Apesar desse leve desconforto inicial, me senti atraída pela narrativa e curiosa para descobrir qual era o segredo do soviético, o oficial Bilhardov ou camarada Botardov.
“Existem coisas que você tem que fazer, os outros nunca vão compreender. Isso acontece. São segredos que só o seu coração pode entender.”
*Citação que aparece no livro escrita em espanhol
Alguns momentos me fizeram refletir sobre a simplicidade dessas pessoas, que vivem tranquilas na região praiana.
“Desataram as duas a rir numa alegria assim que eu fiquei espantado…”

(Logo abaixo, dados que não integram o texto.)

use std::collections::BTreeSet;

use anyhow::Result;

use crate::models::{Comment, Community, CommunityHarvest, CrossPost, IncompleteCommunity, Submission};

/// Durable storage of harvested records.
///
/// Every write is insert-or-ignore on the natural key: re-saving a record
/// that is already stored leaves the stored copy untouched.
pub trait HarvestStore: Send + Sync {
    /// Store one community snapshot
    fn upsert_community(&self, community: &Community) -> Result<()>;

    /// Store submissions, returning how many were new
    fn upsert_submissions(&self, submissions: &[Submission]) -> Result<usize>;

    /// Store comments, returning how many were new
    fn upsert_comments(&self, comments: &[Comment]) -> Result<usize>;

    /// Store cross-post edges, returning how many were new
    fn upsert_crossposts(&self, crossposts: &[CrossPost]) -> Result<usize>;

    /// Community names referenced by stored submissions that have no stored
    /// community record.
    fn query_unexplored_community_names(&self) -> Result<BTreeSet<String>>;

    /// Communities whose stored listing submissions number fewer than
    /// `min_submissions`, with the cursor to resume each one.
    fn query_incomplete_communities(&self, min_submissions: usize) -> Result<Vec<IncompleteCommunity>>;

    /// Persist a finished harvest.
    ///
    /// The community goes first, then submissions, comments and cross-posts.
    fn save_harvest(&self, harvest: &CommunityHarvest) -> Result<SaveSummary> {
        self.upsert_community(&harvest.community)?;
        Ok(SaveSummary {
            submissions: self.upsert_submissions(&harvest.submissions)?,
            comments: self.upsert_comments(&harvest.comments)?,
            crossposts: self.upsert_crossposts(&harvest.crossposts)?,
        })
    }
}

/// Newly stored record counts of one save
#[derive(Debug, Clone, Copy, Default, PartialEq, Eq)]
pub struct SaveSummary {
    /// New submissions
    pub submissions: usize,
    /// New comments
    pub comments: usize,
    /// New cross-post edges
    pub crossposts: usize,
}

impl<T: HarvestStore + ?Sized> HarvestStore for Box<T> {
    fn upsert_community(&self, community: &Community) -> Result<()> {
        (**self).upsert_community(community)
    }

    fn upsert_submissions(&self, submissions: &[Submission]) -> Result<usize> {
        (**self).upsert_submissions(submissions)
    }

    fn upsert_comments(&self, comments: &[Comment]) -> Result<usize> {
        (**self).upsert_comments(comments)
    }

    fn upsert_crossposts(&self, crossposts: &[CrossPost]) -> Result<usize> {
        (**self).upsert_crossposts(crossposts)
    }

    fn query_unexplored_community_names(&self) -> Result<BTreeSet<String>> {
        (**self).query_unexplored_community_names()
    }

    fn query_incomplete_communities(&self, min_submissions: usize) -> Result<Vec<IncompleteCommunity>> {
        (**self).query_incomplete_communities(min_submissions)
    }

    fn save_harvest(&self, harvest: &CommunityHarvest) -> Result<SaveSummary> {
        (**self).save_harvest(harvest)
    }
}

“- Ainda de luto, dona Catarina? – perguntava a vizinha DonaLibânia.- Enquanto a guerra durar no nosso país, comadre, todos os mortos são meus filhos.”
Depois de terminar o livro, alguns pontos precisavam ser pesquisados, para que eu entendesse melhor a obra, porque apesar de ser fictícia, contêm diversos componentes reais:
– Presidente António Agostinho Neto: lutou pela independência de Angola, governando o país a partir de 1975, após emancipação de Portugal. Figura pública extremamente importante para o continente africano por seus ideais, morreu em 10 de setembro de 1979.
– Presença dos soviéticos em Angola: estiveram realmente lá, assim como a presença de outros países como Cuba, África do Sul e EUA. Após a independência de Angola, três grupos guerrilheiros combatem entre si na tentativa de tomar o poder e essa briga se estende com pequenos intervalos até 2002.
– Mausoléu: realmente existe na Praia do Bispo. Após a interrupção da obra que iniciou em 1981, em 2005 foi retomada e finalmente inaugurada em 17 de setembro de 2012, data escolhida em homenagem ao nascimento do falecido presidente. A torre tem 120 metros de altura e conta com área de jardins e lazer.
Em 2010, a obra AvóDezanove e o segredo do soviético foi premiada na categoria juvenil com o Prêmio Jabuti de Literatura e na categoria em Língua Portuguesa com o Prêmio FNLIJ. Além de finalista nos prêmios São Paulo de Literatura e Portugal Telecom. Ondjaki publicou 24 livros desde 2000.
A seguinte frase, que o personagem EspumaDoMar menciona no livro, define meu sentimento pela obra de Ondjaki:
“(…) as palavras têm encanto de magia e forças do invisível (…).”
Enfim, como escrito na página da editora: “É um romance que ultrapassa o horizonte histórico e biográfico para resultar num relato ficcional amparado na poesia da imaginação, no humor inocente da infância e na linguagem que combina o sabor da oralidade do português angolano ao talento narrativo de um jovem escritor africano”.